### Exercise
Each line of the listing that includes "simulated" should be reported.

### Extracted material
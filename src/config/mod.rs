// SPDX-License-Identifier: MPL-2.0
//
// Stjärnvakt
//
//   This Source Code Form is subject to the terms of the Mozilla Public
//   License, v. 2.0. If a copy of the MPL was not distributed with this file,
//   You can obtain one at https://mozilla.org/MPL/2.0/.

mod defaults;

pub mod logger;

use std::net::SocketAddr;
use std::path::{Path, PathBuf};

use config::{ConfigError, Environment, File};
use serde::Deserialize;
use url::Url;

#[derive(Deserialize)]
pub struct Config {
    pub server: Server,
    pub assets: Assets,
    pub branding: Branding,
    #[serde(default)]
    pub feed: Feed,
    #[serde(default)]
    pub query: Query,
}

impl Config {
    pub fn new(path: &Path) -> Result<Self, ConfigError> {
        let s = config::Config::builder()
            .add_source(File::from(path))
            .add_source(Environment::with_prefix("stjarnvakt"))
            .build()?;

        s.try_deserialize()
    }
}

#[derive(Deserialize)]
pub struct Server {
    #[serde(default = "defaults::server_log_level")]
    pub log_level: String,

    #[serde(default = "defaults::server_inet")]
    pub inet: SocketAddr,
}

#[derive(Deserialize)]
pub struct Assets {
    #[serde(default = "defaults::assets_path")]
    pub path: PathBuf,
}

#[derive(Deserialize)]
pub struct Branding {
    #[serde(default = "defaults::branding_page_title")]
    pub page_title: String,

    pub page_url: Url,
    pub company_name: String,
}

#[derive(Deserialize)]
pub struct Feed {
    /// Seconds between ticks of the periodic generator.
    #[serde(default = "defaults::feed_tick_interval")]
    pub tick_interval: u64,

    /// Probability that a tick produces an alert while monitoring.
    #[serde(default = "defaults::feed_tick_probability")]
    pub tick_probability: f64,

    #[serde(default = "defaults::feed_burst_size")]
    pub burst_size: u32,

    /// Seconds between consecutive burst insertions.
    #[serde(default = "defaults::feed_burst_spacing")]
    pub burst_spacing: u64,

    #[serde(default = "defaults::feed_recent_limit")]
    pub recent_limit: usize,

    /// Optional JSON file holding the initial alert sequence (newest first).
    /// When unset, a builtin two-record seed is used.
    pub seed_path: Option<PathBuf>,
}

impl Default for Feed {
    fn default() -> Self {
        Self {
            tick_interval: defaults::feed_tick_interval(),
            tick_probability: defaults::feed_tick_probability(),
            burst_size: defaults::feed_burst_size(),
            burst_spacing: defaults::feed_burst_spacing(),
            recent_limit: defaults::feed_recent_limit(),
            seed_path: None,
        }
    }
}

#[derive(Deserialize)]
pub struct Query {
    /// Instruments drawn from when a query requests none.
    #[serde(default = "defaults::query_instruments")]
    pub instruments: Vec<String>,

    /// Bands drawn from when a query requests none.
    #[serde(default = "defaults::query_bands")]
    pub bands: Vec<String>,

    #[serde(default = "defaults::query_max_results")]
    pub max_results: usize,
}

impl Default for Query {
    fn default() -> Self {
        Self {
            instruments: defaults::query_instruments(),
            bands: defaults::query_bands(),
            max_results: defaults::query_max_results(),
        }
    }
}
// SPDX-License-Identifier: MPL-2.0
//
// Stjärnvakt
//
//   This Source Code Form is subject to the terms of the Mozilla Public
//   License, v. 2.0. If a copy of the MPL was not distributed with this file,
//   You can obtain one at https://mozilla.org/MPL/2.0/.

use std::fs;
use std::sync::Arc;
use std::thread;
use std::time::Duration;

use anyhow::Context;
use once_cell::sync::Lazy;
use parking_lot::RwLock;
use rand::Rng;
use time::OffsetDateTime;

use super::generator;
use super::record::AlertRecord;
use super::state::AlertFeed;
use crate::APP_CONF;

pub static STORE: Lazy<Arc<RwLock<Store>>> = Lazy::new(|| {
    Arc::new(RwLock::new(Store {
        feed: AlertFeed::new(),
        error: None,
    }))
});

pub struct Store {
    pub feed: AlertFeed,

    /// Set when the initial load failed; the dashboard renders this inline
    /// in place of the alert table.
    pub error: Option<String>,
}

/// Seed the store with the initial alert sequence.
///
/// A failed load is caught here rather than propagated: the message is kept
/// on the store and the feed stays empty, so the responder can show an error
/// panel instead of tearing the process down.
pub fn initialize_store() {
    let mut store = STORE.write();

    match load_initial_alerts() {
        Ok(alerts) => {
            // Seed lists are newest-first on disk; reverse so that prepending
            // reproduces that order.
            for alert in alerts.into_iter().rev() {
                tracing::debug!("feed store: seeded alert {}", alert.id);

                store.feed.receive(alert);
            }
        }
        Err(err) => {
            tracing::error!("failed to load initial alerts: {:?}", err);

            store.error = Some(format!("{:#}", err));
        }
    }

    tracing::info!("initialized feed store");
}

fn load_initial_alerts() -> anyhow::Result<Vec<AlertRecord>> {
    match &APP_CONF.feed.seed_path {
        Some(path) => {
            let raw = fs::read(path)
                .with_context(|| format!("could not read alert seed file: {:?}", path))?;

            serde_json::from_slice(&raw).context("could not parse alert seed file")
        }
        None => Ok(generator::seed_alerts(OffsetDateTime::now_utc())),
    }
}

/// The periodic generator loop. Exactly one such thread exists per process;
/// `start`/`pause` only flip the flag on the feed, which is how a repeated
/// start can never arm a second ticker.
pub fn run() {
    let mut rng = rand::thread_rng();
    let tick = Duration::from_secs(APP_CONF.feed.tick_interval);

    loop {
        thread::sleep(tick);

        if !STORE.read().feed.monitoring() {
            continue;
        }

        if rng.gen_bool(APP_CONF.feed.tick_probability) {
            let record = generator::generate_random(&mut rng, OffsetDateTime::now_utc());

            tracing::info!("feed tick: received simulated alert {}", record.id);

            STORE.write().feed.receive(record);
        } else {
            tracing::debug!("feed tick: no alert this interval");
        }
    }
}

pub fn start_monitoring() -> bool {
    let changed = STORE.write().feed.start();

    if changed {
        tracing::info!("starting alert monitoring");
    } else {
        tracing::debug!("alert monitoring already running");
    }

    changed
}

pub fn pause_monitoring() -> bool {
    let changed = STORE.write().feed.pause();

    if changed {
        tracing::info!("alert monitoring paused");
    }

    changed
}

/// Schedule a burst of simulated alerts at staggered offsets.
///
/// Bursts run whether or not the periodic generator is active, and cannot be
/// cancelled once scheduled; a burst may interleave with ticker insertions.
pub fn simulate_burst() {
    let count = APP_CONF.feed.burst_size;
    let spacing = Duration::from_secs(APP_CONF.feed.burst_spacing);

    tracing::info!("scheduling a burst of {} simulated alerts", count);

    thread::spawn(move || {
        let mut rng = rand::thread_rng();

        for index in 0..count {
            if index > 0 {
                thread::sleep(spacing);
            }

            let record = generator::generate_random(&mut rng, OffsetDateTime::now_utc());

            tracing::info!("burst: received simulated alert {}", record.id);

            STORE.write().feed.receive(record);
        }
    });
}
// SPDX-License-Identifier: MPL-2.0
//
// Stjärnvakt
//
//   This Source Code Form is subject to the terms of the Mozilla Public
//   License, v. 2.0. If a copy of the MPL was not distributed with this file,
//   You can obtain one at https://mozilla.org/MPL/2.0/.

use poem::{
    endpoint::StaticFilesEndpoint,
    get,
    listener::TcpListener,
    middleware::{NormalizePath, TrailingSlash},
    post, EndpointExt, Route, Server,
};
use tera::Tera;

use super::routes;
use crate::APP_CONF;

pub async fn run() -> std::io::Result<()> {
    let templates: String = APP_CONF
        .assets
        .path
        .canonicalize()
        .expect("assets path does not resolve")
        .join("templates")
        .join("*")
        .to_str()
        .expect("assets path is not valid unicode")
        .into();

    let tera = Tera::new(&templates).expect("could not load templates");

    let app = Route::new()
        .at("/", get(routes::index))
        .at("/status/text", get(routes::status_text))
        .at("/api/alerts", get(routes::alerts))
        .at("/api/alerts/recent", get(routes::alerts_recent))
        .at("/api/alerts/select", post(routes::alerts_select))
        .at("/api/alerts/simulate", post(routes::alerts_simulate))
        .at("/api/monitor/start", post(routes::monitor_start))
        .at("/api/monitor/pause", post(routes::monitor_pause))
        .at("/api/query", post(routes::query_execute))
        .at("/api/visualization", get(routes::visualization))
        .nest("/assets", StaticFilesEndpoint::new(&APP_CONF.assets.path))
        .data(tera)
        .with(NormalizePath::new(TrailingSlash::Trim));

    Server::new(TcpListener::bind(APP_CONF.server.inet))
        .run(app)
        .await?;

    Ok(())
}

### Answer box
            tracing::info!("feed tick: received simulated alert {}", record.id);
/// Schedule a burst of simulated alerts at staggered offsets.
    tracing::info!("scheduling a burst of {} simulated alerts", count);
            tracing::info!("burst: received simulated alert {}", record.id);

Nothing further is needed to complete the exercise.